Prompt >> The word "sink" appears in some lines of the entries. Say how many, and give nothing but the number.

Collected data
┌──

impl Pipeline {
    pub fn new(
        fetcher: Arc<dyn PageFetcher>,
        classifier: Arc<dyn Classifier>,
        dispatcher: Arc<dyn JobDispatcher>,
        sink: Arc<dyn EventSink>,
        config: ScoutConfig,
    ) -> Self {
        let filter_context = FilterContext {
            min_score: config.min_score,
        };
        Self {
            fetcher,
            classifier,
            dispatcher,
            sink,
            filter_context,
            config,
        }
    }

    async fn emit(&self, run_id: RunId, kind: EventKind, message: String) {
        self.sink.emit(ProgressEvent::new(run_id, kind, message)).await;
    }

    async fn emit_with_payload(
        &self,
        run_id: RunId,
        kind: EventKind,
        message: String,
        payload: serde_json::Value,
    ) {
        self.sink
            .emit(ProgressEvent::new(run_id, kind, message).with_payload(payload))
            .await;
    }

    /// Extract, classify, filter and (for accepted jobs) dispatch one page.
    async fn process_job(&self, run_id: RunId, job_url: &str, html: &str) -> Result<JobRecord> {
        let extracted = extractor::extract(html);
        let text = extracted.text();
        let classification = self.classifier.classify(&text);

        let decision: FilterResult = filter::evaluate(
            &classification,
            FilterInput {
                title: extracted.title.as_deref(),
                description: extracted.description.as_deref(),
                summary: extracted.summary.as_deref(),
                location: extracted.location.as_deref(),
            },
            &self.filter_context,
        );

        let record = JobRecord {
            url: job_url.to_string(),
            title: extracted.title,
            company: extracted.company,
            location: extracted.location,
            region: decision.region.clone(),
            city: decision.city.clone(),
            description: extracted.description,
            summary: extracted.summary,
            classification,
            passed: decision.passed,
            score: decision.score,
            reason: decision.reason.clone(),
        };

        if decision.passed {
            self.dispatcher.dispatch(&record).await?;
            let region = decision.region.as_deref().unwrap_or("unknown");
            self.emit_with_payload(
                run_id,
                EventKind::Progress,
                format!("job passed (region {region}): {job_url}"),
                serde_json::json!({ "job": record, "event": "job_passed" }),
            )
            .await;
        } else {
            self.emit_with_payload(
                run_id,
                EventKind::Progress,
                format!("job rejected ({}): {job_url}", decision.reason),
                serde_json::json!({ "job": record, "event": "job_skipped" }),
            )
            .await;
        }

        Ok(record)
    }

    /// Process every source sequentially, honoring `stop` at source and job
    /// boundaries. Emits exactly one terminal event: `stop` when interrupted,
    /// `done` otherwise.
    pub async fn run(
        &self,
        run_id: RunId,
        urls: &[String],
        stop: &CancellationToken,
    ) -> PipelineResult {
        let mut result = PipelineResult::default();

        self.emit(
            run_id,
            EventKind::Progress,
            format!("starting scan of {} sources", urls.len()),
        )
        .await;

        for source_url in urls {
            if stop.is_cancelled() {
                self.emit(run_id, EventKind::Stop, "scan stopped by request".to_string())
                    .await;
                return result;
            }

            self.emit(
                run_id,
                EventKind::Progress,
                format!("fetching listing page: {source_url}"),
            )
            .await;

            let Some(listing_html) = self.fetcher.fetch(source_url).await else {
                warn!(url = %source_url, "listing page fetch failed");
                self.emit(
                    run_id,
                    EventKind::Error,
                    format!("failed to load listing page: {source_url}"),
                )
                .await;
                result.sources.push(SourceOutcome {
                    url: source_url.clone(),
                    links: 0,
                    passed: 0,
                    status: SourceStatus::Failed,
                });
                continue;
            };

            let job_links = discover_job_links(&listing_html, source_url);
            self.emit(
                run_id,
                EventKind::Progress,
                format!("found {} job links", job_links.len()),
            )
            .await;

            let mut passed_count = 0usize;
            for job_url in &job_links {
                if stop.is_cancelled() {
                    self.emit(run_id, EventKind::Stop, "scan stopped by request".to_string())
                        .await;
                    result.sources.push(SourceOutcome {
                        url: source_url.clone(),
                        links: job_links.len(),
                        passed: passed_count,
                        status: SourceStatus::Stopped,
                    });
                    return result;
                }

                let Some(job_html) = self.fetcher.fetch(job_url).await else {
                    self.emit(
                        run_id,
                        EventKind::Error,
                        format!("error processing {job_url}: page load failed"),
                    )
                    .await;
                    continue;
                };

                match self.process_job(run_id, job_url, &job_html).await {
                    Ok(record) => {
                        if record.passed {
                            passed_count += 1;
                        }
                        result.jobs.push(record);
                    }
                    Err(err) => {
                        self.emit(
                            run_id,
                            EventKind::Error,
                            format!("error processing {job_url}: {err}"),
                        )
                        .await;
                    }
                }

                tokio::time::sleep(self.config.pace_delay()).await;
            }

            let status = if passed_count > 0 {
                SourceStatus::Active
            } else {
                SourceStatus::Empty
            };
            result.sources.push(SourceOutcome {
                url: source_url.clone(),
                links: job_links.len(),
                passed: passed_count,
                status,
            });
            info!(
                url = %source_url,
                links = job_links.len(),
                passed = passed_count,
                "source processed"
            );
        }

        self.emit(run_id, EventKind::Done, "scan completed".to_string())
            .await;
        result
    }
}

└──

Solution for this exercise >> 4